AWS and Nvidia have announced an extension of their strategic collaboration that will see the new Blackwell GPU platform arrive on the AWS platform.
The hyperscaler will offer Nvidia GB200 Grace Blackwell Superchip and B100 Tensor Core GPUs in a move designed to help customers unlock and leverage new generative AI capabilities.
The collaboration provides integration between Nvidia's newest multi-node systems featuring the chipmaker's next-generation Blackwell platform and AI software, advanced Nitro system security, and Nvidia's key management service (AWS KMS).
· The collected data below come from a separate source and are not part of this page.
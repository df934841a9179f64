//! Shared utilities for integration testing.
//!
//! `MockRpc` is a scripted in-process chain node: liveness, send results,
//! estimate failures and receipt behaviour are set per test, and every call
//! is recorded. Receipt timing follows tokio's clock, so paused-time tests
//! control it.

#![allow(dead_code)]

use std::collections::{HashMap, HashSet, VecDeque};
use std::sync::atomic::{AtomicBool, AtomicU64, AtomicUsize, Ordering};
use std::sync::{Arc, Mutex};
use std::time::Duration;

use alloy::consensus::TxEnvelope;
use alloy::eips::Decodable2718;
use alloy::primitives::{Address, TxHash};
use alloy::rpc::types::TransactionRequest;
use async_trait::async_trait;
use tokio::sync::Barrier;
use tokio::time::Instant;

use payment_router::blockchain::types::{BlockchainError, BlockchainResult, ChainId, InclusionReceipt};
use payment_router::blockchain::{ChainRpc, SigningIdentity};
use payment_router::load_balancer::EndpointPool;
use payment_router::payments::{
    FeeResolver, InclusionPolicy, PaymentDispatcher, PaymentProcessor, RetryPolicy,
};

/// Anvil's first development key.
pub const TEST_PRIVATE_KEY: &str =
    "ac0974bec39a17e36ba4a6b4d238ff944bacb478cbed5efcae784d7bf4f2ff80";
pub const CHAIN_ID: u64 = 31337;
pub const GAS_ESTIMATE: u64 = 21_000;
pub const GAS_USED: u64 = 21_000;
pub const BASE_GAS_PRICE: u128 = 100;

/// A transaction the node has accepted.
#[derive(Debug, Clone, Copy)]
struct Accepted {
    block: u64,
    at: Instant,
}

/// Sends that wait for each other before failing.
struct ConflictGate {
    barrier: Arc<Barrier>,
    remaining: usize,
    message: String,
}

/// Scripted chain node.
pub struct MockRpc {
    alive: AtomicBool,
    block: AtomicU64,
    nonce: AtomicU64,
    /// Errors returned by successive sends; an empty script accepts.
    send_script: Mutex<VecDeque<String>>,
    /// Every send fails with this message when set.
    send_always_fails: Mutex<Option<String>>,
    /// Estimation fails for calls to these addresses.
    reverting_targets: Mutex<HashSet<Address>>,
    mined: Mutex<HashMap<TxHash, Accepted>>,
    conflict_gate: Mutex<Option<ConflictGate>>,
    /// Accepted transactions never get a receipt.
    withhold_receipts: AtomicBool,
    /// Receipts appear this long after acceptance.
    inclusion_delay: Mutex<Duration>,
    /// Receipts report a failed execution.
    revert_receipts: AtomicBool,
    /// Each `block_number` call mines one empty block.
    advance_per_query: AtomicBool,
    pub estimates: Mutex<Vec<TransactionRequest>>,
    pub sent: Mutex<Vec<TxEnvelope>>,
    pub send_attempts: AtomicUsize,
    pub probes: AtomicUsize,
}

impl MockRpc {
    pub fn new() -> Arc<Self> {
        Arc::new(Self {
            alive: AtomicBool::new(true),
            block: AtomicU64::new(100),
            nonce: AtomicU64::new(0),
            send_script: Mutex::new(VecDeque::new()),
            send_always_fails: Mutex::new(None),
            reverting_targets: Mutex::new(HashSet::new()),
            mined: Mutex::new(HashMap::new()),
            conflict_gate: Mutex::new(None),
            withhold_receipts: AtomicBool::new(false),
            inclusion_delay: Mutex::new(Duration::ZERO),
            revert_receipts: AtomicBool::new(false),
            advance_per_query: AtomicBool::new(false),
            estimates: Mutex::new(Vec::new()),
            sent: Mutex::new(Vec::new()),
            send_attempts: AtomicUsize::new(0),
            probes: AtomicUsize::new(0),
        })
    }

    pub fn dead() -> Arc<Self> {
        let rpc = Self::new();
        rpc.set_alive(false);
        rpc
    }

    pub fn set_alive(&self, alive: bool) {
        self.alive.store(alive, Ordering::SeqCst);
    }

    /// Fail the next send with `message`.
    pub fn fail_next_send(&self, message: &str) {
        self.send_script.lock().unwrap().push_back(message.to_string());
    }

    /// Fail every send with `message`.
    pub fn fail_all_sends(&self, message: &str) {
        *self.send_always_fails.lock().unwrap() = Some(message.to_string());
    }

    /// The next `parties` sends wait until all of them have arrived, then
    /// each fails with `message`.
    pub fn fail_sends_together(&self, parties: usize, message: &str) {
        *self.conflict_gate.lock().unwrap() = Some(ConflictGate {
            barrier: Arc::new(Barrier::new(parties)),
            remaining: parties,
            message: message.to_string(),
        });
    }

    /// Accept transactions but never report a receipt.
    pub fn withhold_receipts(&self) {
        self.withhold_receipts.store(true, Ordering::SeqCst);
    }

    /// Report receipts only `delay` after a transaction was accepted.
    pub fn include_after(&self, delay: Duration) {
        *self.inclusion_delay.lock().unwrap() = delay;
    }

    /// Receipts report the transaction as reverted.
    pub fn revert_receipts(&self) {
        self.revert_receipts.store(true, Ordering::SeqCst);
    }

    /// Mine one block per `block_number` call.
    pub fn advance_block_per_query(&self) {
        self.advance_per_query.store(true, Ordering::SeqCst);
    }

    pub fn block(&self) -> u64 {
        self.block.load(Ordering::SeqCst)
    }

    /// Distinct nonces among accepted transactions.
    pub fn distinct_nonces(&self) -> HashSet<u64> {
        use alloy::consensus::Transaction;
        self.sent.lock().unwrap().iter().map(|tx| tx.nonce()).collect()
    }

    /// Make estimation revert for calls targeting `to`.
    pub fn revert_calls_to(&self, to: Address) {
        self.reverting_targets.lock().unwrap().insert(to);
    }

    pub fn send_attempts(&self) -> usize {
        self.send_attempts.load(Ordering::SeqCst)
    }

    pub fn accepted(&self) -> usize {
        self.sent.lock().unwrap().len()
    }

    fn check_alive(&self) -> BlockchainResult<()> {
        if self.alive.load(Ordering::SeqCst) {
            Ok(())
        } else {
            Err(BlockchainError::Rpc("connection refused".into()))
        }
    }
}

#[async_trait]
impl ChainRpc for MockRpc {
    async fn block_number(&self) -> BlockchainResult<u64> {
        self.probes.fetch_add(1, Ordering::SeqCst);
        self.check_alive()?;
        if self.advance_per_query.load(Ordering::SeqCst) {
            return Ok(self.block.fetch_add(1, Ordering::SeqCst) + 1);
        }
        Ok(self.block.load(Ordering::SeqCst))
    }

    async fn chain_id(&self) -> BlockchainResult<ChainId> {
        self.check_alive()?;
        Ok(ChainId(CHAIN_ID))
    }

    async fn pending_nonce(&self, _address: Address) -> BlockchainResult<u64> {
        self.check_alive()?;
        Ok(self.nonce.load(Ordering::SeqCst))
    }

    async fn gas_price(&self) -> BlockchainResult<u128> {
        self.check_alive()?;
        Ok(BASE_GAS_PRICE)
    }

    async fn estimate_gas(&self, request: &TransactionRequest) -> BlockchainResult<u64> {
        self.check_alive()?;
        self.estimates.lock().unwrap().push(request.clone());

        let target = request.to.and_then(|kind| kind.to().copied());
        if let Some(to) = target {
            if self.reverting_targets.lock().unwrap().contains(&to) {
                return Err(BlockchainError::Rpc("execution reverted".into()));
            }
        }
        Ok(GAS_ESTIMATE)
    }

    async fn send_raw_transaction(&self, raw: &[u8]) -> BlockchainResult<TxHash> {
        self.send_attempts.fetch_add(1, Ordering::SeqCst);
        self.check_alive()?;

        let gate = {
            let mut gate = self.conflict_gate.lock().unwrap();
            match gate.as_mut() {
                Some(g) if g.remaining > 0 => {
                    g.remaining -= 1;
                    Some((g.barrier.clone(), g.message.clone()))
                }
                _ => None,
            }
        };
        if let Some((barrier, message)) = gate {
            barrier.wait().await;
            return Err(BlockchainError::Rpc(message));
        }

        if let Some(message) = self.send_script.lock().unwrap().pop_front() {
            return Err(BlockchainError::Rpc(message));
        }
        if let Some(message) = self.send_always_fails.lock().unwrap().clone() {
            return Err(BlockchainError::Rpc(message));
        }

        let envelope = TxEnvelope::decode_2718(&mut &raw[..])
            .map_err(|e| BlockchainError::Rpc(format!("invalid raw transaction: {e}")))?;
        let hash = *envelope.tx_hash();
        if self.mined.lock().unwrap().contains_key(&hash) {
            return Err(BlockchainError::Rpc("already known".into()));
        }

        let block = self.block.fetch_add(1, Ordering::SeqCst) + 1;
        self.mined.lock().unwrap().insert(
            hash,
            Accepted {
                block,
                at: Instant::now(),
            },
        );
        self.sent.lock().unwrap().push(envelope);
        self.nonce.fetch_add(1, Ordering::SeqCst);
        Ok(hash)
    }

    async fn transaction_receipt(
        &self,
        tx_hash: TxHash,
    ) -> BlockchainResult<Option<InclusionReceipt>> {
        self.check_alive()?;
        if self.withhold_receipts.load(Ordering::SeqCst) {
            return Ok(None);
        }

        let Some(accepted) = self.mined.lock().unwrap().get(&tx_hash).copied() else {
            return Ok(None);
        };
        let delay = *self.inclusion_delay.lock().unwrap();
        if Instant::now() < accepted.at + delay {
            return Ok(None);
        }
        Ok(Some(InclusionReceipt {
            block_number: accepted.block,
            gas_used: GAS_USED,
            success: !self.revert_receipts.load(Ordering::SeqCst),
        }))
    }
}

pub fn identity() -> Arc<SigningIdentity> {
    Arc::new(SigningIdentity::from_private_key(TEST_PRIVATE_KEY, CHAIN_ID).unwrap())
}

/// Pool over the mocks, named `http://node-<i>`.
pub fn pool(nodes: &[Arc<MockRpc>]) -> Arc<EndpointPool> {
    let clients = nodes
        .iter()
        .enumerate()
        .map(|(i, node)| (format!("http://node-{i}"), node.clone() as Arc<dyn ChainRpc>))
        .collect();
    Arc::new(EndpointPool::new(clients).unwrap())
}

pub fn retry_policy(pool_size: usize) -> RetryPolicy {
    RetryPolicy {
        max_attempts: 3,
        base_delay: Duration::from_secs(1),
        max_rotations: pool_size,
    }
}

pub fn inclusion_policy() -> InclusionPolicy {
    InclusionPolicy {
        confirmations: 1,
        poll_interval: Duration::from_millis(100),
        timeout: Duration::from_secs(30),
    }
}

pub fn processor(nodes: &[Arc<MockRpc>]) -> PaymentProcessor {
    processor_with(nodes, inclusion_policy())
}

pub fn processor_with(nodes: &[Arc<MockRpc>], inclusion: InclusionPolicy) -> PaymentProcessor {
    PaymentProcessor::new(
        pool(nodes),
        identity(),
        FeeResolver::default(),
        retry_policy(nodes.len()),
        inclusion,
    )
}

pub fn dispatcher(nodes: &[Arc<MockRpc>]) -> PaymentDispatcher {
    PaymentDispatcher::new(processor(nodes), 8)
}

pub fn sender() -> Address {
    identity().address()
}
AWS, Elastic Fabric Adapter (EFA) petabit-scale networking, and Amazon Elastic Compute Cloud UltraCuster Hyperscale Clustering (Amazon EC2).
In an announcement, the companies said this combination of technologies will allow customers to build and run real-time inference on multi-million-parameter large language models (LLMs) more efficiently than previous generation Nvidia GPUs on Amazon EC2.
“NVIDIA's next-generation Grace Blackwell processor marks a significant step forward in AI and GPU generative computing,” said Adam Selipsky, CEO of AWS.
“When combined with the powerful AWS Elastic Fabric adapter network, the hyperscale clustering of Amazon EC2 UltraClusters, and the advanced virtualization and security capabilities of our unique Nitro system, we make it possible for customers to create and run high-performance language models.” size with multi-million dollar parameters faster and at a massive pace. climb and more safely than anywhere else.”
Accelerated LLMs through AWS
As part of the expanded partnership, Nvidia's Blackwell platform, featuring GB200 NVL72, will now be available through the AWS platform, complete with 72 Blackwell GPUs and 36 Grace GPUs interconnected by 5th generation Nvidia NVLink.
The platform will connect to AWS's EFA network and leverage advanced Nitro system virtualization and hyperscale clustering from cloud giant EC2 UltraClusters.
AWS said this combination will allow customers to scale to thousands of GB200 Superchips and accelerate inference workloads for resource-intensive, multi-million-parameter language models.
Additionally, AWS plans to offer EC2 instances with the new B100 GPUs deployed in EC2 UltraClusters to accelerate generative AI training and inference at larger scales.
The GB200s will be available on Nvidia's DGX Cloud platform to help accelerate the development of generative AI and LLM that have the capacity to reach more than 1 trillion parameters.
Improved security
AWS and Nvidia are also leveraging existing AI security measures, with the combination of AWS Nitro System and Nvidia's GB200 designed to prevent unauthorized users from accessing model weights.
The GB200 works to enable physical encryption of NVLink connections between GPUs and encrypts data transfer from the Grace CPU to the Blackwell GPU, while EFA will encrypt data between servers for distributed training and inference.
The GB200 will also benefit from the AWS Nitro system's ability to offload I/O for functions from the host CPU/GPU to specialized AWS hardware, while implementing enhanced security to protect customer code and data during processing. .
With GB200 on Amazon EC2, AWS said customers will be able to create a trusted execution environment alongside their EC2 instance, leveraging AWS Nitro Enclaves to encrypt training data and weights with AWS KMS.
Users can load the enclave from the GB200 instance to communicate directly with the superchip, which will allow KMS to communicate directly with the enclave and transfer key material directly and securely.
The enclave can then pass that material to the GB200 securely and in a way that prevents AWS operators from accessing the key or decrypting the training data or model weights.
More details about the 'Ceiba Project'
First announced at AWS re:Invent 2023, Nvidia and AWS are also collaborating to build one of the world's fastest AI supercomputers.
Nicknamed 'Ceiba Project', the new supercomputer will be hosted on AWS and will be used by Nvidia to advance AI for LLM, graphics and simulation, digital biology, robotics, self-driving cars, as well as Nvidia Earth 2 for climate prediction.
The supercomputer will feature 20,736 B200 GPUs and will be built using the new Nvidia GB200 NVL72 system, which features fifth-generation NVLink connecting to 10,368 Grace GPUs. It will also leverage the fourth-generation EFA network to scale, delivering up to 8,000 Gbps per superchip of high-bandwidth, low-latency network performance.
The pair said this combination will enable processing of up to 400 exaflops of AI and a six-fold increase over previous plans to build Ceiba on the Hopper architecture.
“AI is driving advances at an unprecedented pace, generating new applications, business models and innovation across industries,” said Jensen Huang, founder and CEO of Nvidia.
“Our collaboration with AWS is accelerating new generative AI capabilities and giving customers unprecedented computing power to push the boundaries of what's possible.”